Predicted Effects of hTP Variants.

*PolyPhen-2 provides two results based on HumVar (13,032 human disease causing mutations from UniProt and 8,946 human nonsynonymous single-nucleotide polymorphisms (nsSNPs) and HumDiv [29]. These prediction algorithms return a scaled probability from 0 (neutral) to >1 (damaging). †The Grantham score [32] represents the original amino acid substitution scoring method, presenting a scale increasing from zero to indicate the degree of side-chain physicochemical difference between the original and mutant amino acid. Single digit scores are considered conservative, with severe mutations ranging 60 or higher. ‡The SIFT (Sorting Intolerant From Tolerant) algorithm (http://blocks.fhcrc.org/sift/SIFT.html) [26] infers functional importance from sequence homology. Based on a PSI-BLAST search alignment, SIFT returns a scaled probability matrix for the likelihood of a protein to tolerate each of the twenty amino acids at each position in the protein.

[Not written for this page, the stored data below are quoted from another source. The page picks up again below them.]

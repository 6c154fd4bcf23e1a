use std::env;
use std::str::FromStr;

use tracing::warn;

/// Load .env file (silently ignores if missing).
pub fn load_dotenv() {
    dotenvy::dotenv().ok();
}

/// Read an env var, falling back to `default` when unset.
pub fn env_or(key: &str, default: &str) -> String {
    env::var(key).unwrap_or_else(|_| default.to_string())
}

/// Read an env var, treating an empty value as unset.
pub fn env_opt(key: &str) -> Option<String> {
    env::var(key).ok().filter(|s| !s.is_empty())
}

/// Parse an env var into `T`. Unparseable values are logged and replaced by `default`.
pub fn env_parse<T: FromStr>(key: &str, default: T) -> T {
    match env_opt(key) {
        Some(raw) => match raw.trim().parse() {
            Ok(v) => v,
            Err(_) => {
                warn!(key, value = %raw, "ignoring unparseable env value");
                default
            }
        },
        None => default,
    }
}

#[cfg(test)]
mod tests {
    use super::*;

    // Each test owns a distinct key so parallel test threads never race.

    #[test]
    fn env_or_falls_back_when_unset() {
        assert_eq!(env_or("CADENCE_TEST_UNSET_OR", "fallback"), "fallback");
    }

    #[test]
    fn env_opt_treats_empty_as_unset() {
        env::set_var("CADENCE_TEST_EMPTY", "");
        assert_eq!(env_opt("CADENCE_TEST_EMPTY"), None);
    }

    #[test]
    fn env_parse_reads_value() {
        env::set_var("CADENCE_TEST_PARSE_OK", " 42 ");
        assert_eq!(env_parse("CADENCE_TEST_PARSE_OK", 0u64), 42);
    }

    #[test]
    fn env_parse_uses_default_on_garbage() {
        env::set_var("CADENCE_TEST_PARSE_BAD", "not-a-bool");
        assert!(env_parse("CADENCE_TEST_PARSE_BAD", true));
    }
}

Output values for each amino acid change tolerance from SIFT ranges from 0 (damaging) to 1 (neutral). §ProPhylER (http://www.prophyler.org) [31] combines the physicochemical properties of amino acid side chains and the observed evolutionary variation of those properties to infer deleterious substitutions. ║The module of the SNPs3D resource (http://www.SNPs3D.org) [30] which focuses on predicting SNP influence on protein function, separately evaluates protein structural stability analysis and sequence conservation using a support vector machine approach trained on monogenic disease. Negative values are considered deleterious, positive values considered neutral, and values beyond ±0.5 indicate the degree of confidence. #Position specific scoring matrix returns sequence alignment-based probability, with lower scores for damaging variants.